[Start of section]
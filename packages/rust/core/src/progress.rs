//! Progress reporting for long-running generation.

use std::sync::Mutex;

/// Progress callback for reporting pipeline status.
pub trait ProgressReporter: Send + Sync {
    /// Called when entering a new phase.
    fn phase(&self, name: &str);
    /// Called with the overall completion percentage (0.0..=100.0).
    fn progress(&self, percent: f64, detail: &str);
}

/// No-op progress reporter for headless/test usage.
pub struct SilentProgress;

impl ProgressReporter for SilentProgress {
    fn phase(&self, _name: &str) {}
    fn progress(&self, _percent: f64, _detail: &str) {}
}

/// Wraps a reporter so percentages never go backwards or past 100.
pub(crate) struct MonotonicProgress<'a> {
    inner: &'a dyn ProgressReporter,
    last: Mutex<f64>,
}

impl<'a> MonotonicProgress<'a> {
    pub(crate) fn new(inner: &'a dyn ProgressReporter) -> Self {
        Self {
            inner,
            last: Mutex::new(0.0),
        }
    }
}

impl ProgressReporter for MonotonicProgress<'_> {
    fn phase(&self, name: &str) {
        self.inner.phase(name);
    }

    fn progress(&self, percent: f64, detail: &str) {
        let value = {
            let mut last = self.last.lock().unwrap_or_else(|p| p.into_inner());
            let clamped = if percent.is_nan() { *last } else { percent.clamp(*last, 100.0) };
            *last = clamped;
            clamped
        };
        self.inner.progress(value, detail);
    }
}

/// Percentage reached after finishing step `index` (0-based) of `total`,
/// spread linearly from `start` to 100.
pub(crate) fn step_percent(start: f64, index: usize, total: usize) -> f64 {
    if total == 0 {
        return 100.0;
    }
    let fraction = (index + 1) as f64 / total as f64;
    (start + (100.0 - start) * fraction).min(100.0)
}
[End of section]
EXERCISE PROMPT: Whatever appears in the material must be set down again, word for word.

YOUR SOLUTION:
filename packages/rust/core/src/progress.rs
//! Progress reporting for long-running generation.

use std::sync::Mutex;

/// Progress callback for reporting pipeline status.
pub trait ProgressReporter: Send + Sync {
    /// Called when entering a new phase.
    fn phase(&self, name: &str);
    /// Called with the overall completion percentage (0.0..=100.0).
    fn progress(&self, percent: f64, detail: &str);
}

/// No-op progress reporter for headless/test usage.
pub struct SilentProgress;

impl ProgressReporter for SilentProgress {
    fn phase(&self, _name: &str) {}
    fn progress(&self, _percent: f64, _detail: &str) {}
}

/// Wraps a reporter so percentages never go backwards or past 100.
pub(crate) struct MonotonicProgress<'a> {
    inner: &'a dyn ProgressReporter,
    last: Mutex<f64>,
}

impl<'a> MonotonicProgress<'a> {
    pub(crate) fn new(inner: &'a dyn ProgressReporter) -> Self {
        Self {
            inner,
            last: Mutex::new(0.0),
        }
    }
}

impl ProgressReporter for MonotonicProgress<'_> {
    fn phase(&self, name: &str) {
        self.inner.phase(name);
    }

    fn progress(&self, percent: f64, detail: &str) {
        let value = {
            let mut last = self.last.lock().unwrap_or_else(|p| p.into_inner());
            let clamped = if percent.is_nan() { *last } else { percent.clamp(*last, 100.0) };
            *last = clamped;
            clamped
        };
        self.inner.progress(value, detail);
    }
}

/// Percentage reached after finishing step `index` (0-based) of `total`,
/// spread linearly from `start` to 100.
pub(crate) fn step_percent(start: f64, index: usize, total: usize) -> f64 {
    if total == 0 {
        return 100.0;
    }
    let fraction = (index + 1) as f64 / total as f64;
    (start + (100.0 - start) * fraction).min(100.0)
}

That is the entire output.